Basically I have DMS setup on the side to test before swapping out my current mail server. So I have my current mail server configured to also relay all incoming email to DMS for testing. However, apparently because that mail host is on the local network (mynetworks?), rspamd is trying to add DKIM signing on the mail even though it's "from" remote domains. As a quick test I changed port forwarding to DMS directly and send a couple from Gmail which didn't trigger the dkim key not found warning.

I hope that's not too confusing! But basically once I move DMS into production I shouldn't see those signing issues as remote mail will all be from remote host connections.

However that does seem to mean try_fallback=true will try to DKIM sign any email accepted from "local" network hosts, regardless if the from address is a local domain or not.

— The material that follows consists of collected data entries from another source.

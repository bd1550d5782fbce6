//! Type references as written in source.
//!
//! `Display` renders the canonical spelling: `::`-joined segments with
//! normalized template argument lists (`std::map<int, int>`). Scope repair
//! on top of this rendering lives in the codegen resolver.

use std::fmt;

/// A (possibly qualified) type reference, e.g. `std::vector<int>`.
#[derive(Debug, Clone, PartialEq, Eq)]
pub struct TypeRef {
    /// Written with a leading `::` (rooted at the global namespace).
    pub absolute: bool,
    pub segments: Vec<TypeSeg>,
}

/// One path segment with its template arguments.
#[derive(Debug, Clone, PartialEq, Eq)]
pub struct TypeSeg {
    pub name: String,
    pub args: Vec<TypeRef>,
}

impl TypeRef {
    /// Unqualified single-segment reference without template arguments.
    pub fn plain(name: impl Into<String>) -> Self {
        TypeRef {
            absolute: false,
            segments: vec![TypeSeg {
                name: name.into(),
                args: Vec::new(),
            }],
        }
    }

    /// Whether the reference was written with explicit scope syntax.
    pub fn is_qualified(&self) -> bool {
        self.absolute || self.segments.len() > 1
    }

    /// The qualifier text as written, including the trailing `::`.
    /// Empty for unqualified references.
    pub fn qualifier(&self) -> String {
        let mut out = String::new();
        if self.absolute {
            out.push_str("::");
        }
        for seg in &self.segments[..self.segments.len().saturating_sub(1)] {
            out.push_str(&seg.name);
            out.push_str("::");
        }
        out
    }

    /// The terminal segment (the named type itself).
    pub fn terminal(&self) -> &TypeSeg {
        self.segments.last().expect("TypeRef has no segments")
    }
}

impl fmt::Display for TypeRef {
    fn fmt(&self, f: &mut fmt::Formatter<'_>) -> fmt::Result {
        if self.absolute {
            write!(f, "::")?;
        }
        for (i, seg) in self.segments.iter().enumerate() {
            if i > 0 {
                write!(f, "::")?;
            }
            write!(f, "{seg}")?;
        }
        Ok(())
    }
}

impl fmt::Display for TypeSeg {
    fn fmt(&self, f: &mut fmt::Formatter<'_>) -> fmt::Result {
        f.write_str(&self.name)?;
        if !self.args.is_empty() {
            write!(f, "<")?;
            for (i, arg) in self.args.iter().enumerate() {
                if i > 0 {
                    write!(f, ", ")?;
                }
                write!(f, "{arg}")?;
            }
            write!(f, ">")?;
        }
        Ok(())
    }
}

So I'm still not sure if that's what is wanted in the end? Obviously if there is a local relay feeding external email it will hit the situation I was seeing. And really a fall back doesn't seem necessary if all the local domains have their DKIM key info in dkim_signing.conf explicitly. I'm not sure. That's probably for your rspam guru to contemplate.

Sorry for the confusion though, the situation is different than I originally thought.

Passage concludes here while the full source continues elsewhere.